## What needs to be done
Find where "let kept: Vec<&str> = trimmed" appears in the entries below. That line and all lines after it, through the last, are to be duplicated exactly, with nothing else.

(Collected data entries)

******

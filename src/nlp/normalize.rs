//! Stopword filtering for classifier input.
//!
//! The cleaned text is only ever fed to the zero-shot model. Keyword overrides
//! and replies work on the original text.

use std::collections::HashSet;
use std::sync::LazyLock;

/// Portuguese stopwords (the NLTK `portuguese` corpus list).
static STOPWORDS_PT: LazyLock<HashSet<&'static str>> = LazyLock::new(|| {
    [
        "a", "à", "ao", "aos", "aquela", "aquelas", "aquele", "aqueles", "aquilo", "as", "às",
        "até", "com", "como", "da", "das", "de", "dela", "delas", "dele", "deles", "depois", "do",
        "dos", "e", "é", "ela", "elas", "ele", "eles", "em", "entre", "era", "eram", "éramos",
        "essa", "essas", "esse", "esses", "esta", "está", "estamos", "estão", "estar", "estas",
        "estava", "estavam", "estávamos", "este", "esteja", "estejam", "estejamos", "estes",
        "esteve", "estive", "estivemos", "estiver", "estivera", "estiveram", "estivéramos",
        "estiverem", "estivermos", "estivesse", "estivessem", "estivéssemos", "estou", "eu",
        "foi", "fomos", "for", "fora", "foram", "fôramos", "forem", "formos", "fosse", "fossem",
        "fôssemos", "fui", "há", "haja", "hajam", "hajamos", "hão", "havemos", "haver", "hei",
        "houve", "houvemos", "houver", "houvera", "houverá", "houveram", "houvéramos",
        "houverão", "houverei", "houverem", "houveremos", "houveria", "houveriam",
        "houveríamos", "houvermos", "houvesse", "houvessem", "houvéssemos", "isso", "isto", "já",
        "lhe", "lhes", "mais", "mas", "me", "mesmo", "meu", "meus", "minha", "minhas", "muito",
        "na", "não", "nas", "nem", "no", "nos", "nós", "nossa", "nossas", "nosso", "nossos",
        "num", "numa", "o", "os", "ou", "para", "pela", "pelas", "pelo", "pelos", "por", "qual",
        "quando", "que", "quem", "são", "se", "seja", "sejam", "sejamos", "sem", "ser", "será",
        "serão", "serei", "seremos", "seria", "seriam", "seríamos", "seu", "seus", "só",
        "somos", "sou", "sua", "suas", "também", "te", "tem", "tém", "temos", "tenha", "tenham",
        "tenhamos", "tenho", "terá", "terão", "terei", "teremos", "teria", "teriam", "teríamos",
        "teu", "teus", "teve", "tinha", "tinham", "tínhamos", "tive", "tivemos", "tiver",
        "tivera", "tiveram", "tivéramos", "tiverem", "tivermos", "tivesse", "tivessem",
        "tivéssemos", "tu", "tua", "tuas", "um", "uma", "você", "vocês", "vos",
    ]
    .into_iter()
    .collect()
});

/// Whether a token (any case) is a Portuguese stopword.
pub fn is_stopword(token: &str) -> bool {
    STOPWORDS_PT.contains(token.to_lowercase().as_str())
}

/// Trim and drop stopword tokens, rejoining survivors with single spaces.
///
/// Tokens keep their punctuation ("está?" is not "está"). When every token is
/// a stopword the trimmed input comes back unchanged, so the model never sees
/// an empty string for non-empty input.
pub fn normalize(text: &str) -> String {
    let trimmed = text.trim();
    let kept: Vec<&str> = trimmed
        .split_whitespace()
        .filter(|token| !is_stopword(token))
        .collect();

    if kept.is_empty() {
        trimmed.to_string()
    } else {
        kept.join(" ")
    }
}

******

## Response to this exercise
    let kept: Vec<&str> = trimmed
        .split_whitespace()
        .filter(|token| !is_stopword(token))
        .collect();

    if kept.is_empty() {
        trimmed.to_string()
    } else {
        kept.join(" ")
    }
}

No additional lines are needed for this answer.